Los distintos sectores del país apoyaron al fiscal general en su investigación. El diario El Nacional desarrolló una enérgica campaña de denuncias. El presidente Carlos Andrés Pérez brindó su apoyo al poeta Medina, pese a las declaraciones del ministro del Interior Octavio Lepage, quien había dicho que Rodríguez se había suicidado. Los resultados no se hicieron esperar: los responsables del asesinato fueron enjuiciados y sentenciados. Asimismo, el fiscal demostró su independencia del Ejecutivo; y el ministro Lepage tuvo que retractarse. De esa manera no fue posible encubrir responsabilidades.
En la época de la democracia la impunidad estructural no era la regla sino la excepción, como se evidencia del caso enjuiciado por el fiscal Medina. (Lo mismo puede decirse cuando se desmanteló el llamado grupo “GATO”, integrado por funcionarios policiales, como consecuencia del asesinato del abogado Ramón Carmona).
Cuando un detenido fallece al estar bajo custodia del Estado, debe acometerse una investigación imparcial. En este sentido, existen protocolos internacionales, como el Protocolo de Minnesota que señala el método a seguir cuando ocurre la muerte presuntamente imputable a funcionarios del Estado. Este protocolo es recomendado por el alto comisionado de las Naciones Unidas para investigar crímenes de lesa humanidad. Con el procedimiento señalado se pretende una investigación independiente e imparcial de aquellos funcionarios que pudieran tener interés en las resultas de la investigación.
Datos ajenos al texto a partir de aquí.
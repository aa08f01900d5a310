use std::process::ExitCode;

use clap::Parser;

fn main() -> ExitCode {
    let cli = governance_cli::Cli::parse();
    match governance_cli::run_cli(cli) {
        Ok(()) => ExitCode::SUCCESS,
        Err(err) => {
            eprintln!("{}", governance_cli::error_json(&err));
            ExitCode::FAILURE
        }
    }
}
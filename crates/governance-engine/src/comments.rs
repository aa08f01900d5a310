use governance_core::{
    validate_actor, validate_text, Comment, CommentId, GovernanceError, SuggestionId,
};
use tracing::info;

use crate::lifecycle::load_suggestion;
use crate::GovernanceApi;

impl GovernanceApi {
    /// Appends a comment. Allowed in every state, including after resolution.
    ///
    /// # Errors
    /// Returns [`GovernanceError::SuggestionNotFound`] for unknown ids and
    /// [`GovernanceError::Validation`] for blank or oversized text.
    pub fn post_comment(
        &self,
        suggestion_id: SuggestionId,
        author: &str,
        text: &str,
    ) -> Result<Comment, GovernanceError> {
        validate_actor(author)?;
        validate_text("comment text", text)?;

        let comment = self.write(|tx| {
            load_suggestion(tx, suggestion_id)?;
            let comment = Comment {
                comment_id: CommentId::new(),
                suggestion_id,
                author: author.to_string(),
                text: text.to_string(),
                created_at: self.clock.now(),
            };
            tx.insert_comment(&comment)?;
            Ok(comment)
        })?;

        info!(
            suggestion_id = %suggestion_id,
            comment_id = %comment.comment_id,
            author = %comment.author,
            "comment posted"
        );
        Ok(comment)
    }

    /// Comments in posting order.
    ///
    /// # Errors
    /// Returns [`GovernanceError::SuggestionNotFound`] for unknown ids.
    pub fn list_comments(&self, suggestion_id: SuggestionId) -> Result<Vec<Comment>, GovernanceError> {
        self.read(|store| {
            if store.get_suggestion(suggestion_id)?.is_none() {
                return Err(GovernanceError::SuggestionNotFound(suggestion_id).into());
            }
            Ok(store.list_comments(suggestion_id)?)
        })
    }
}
Las academias nacionales, ante la muerte de Fernando Albán, en un comunicado, pidieron “la constitución de una comisión internacional de expertos independientes con el apoyo del sistema de derechos humanos de la ONU y de la OEA, como ha sucedido en otros países latinoamericanos, a fin de que realice una investigación imparcial sobre los hechos ocurridos”. Una averiguación de este tipo le conviene al gobierno y a Venezuela.
Venezuela, hoy dividida entre perseguidores y perseguidos, debe recordar a un republicano comprometido con la defensa de la justicia y los derechos humanos, como lo fue el fiscal José Ramón Medina.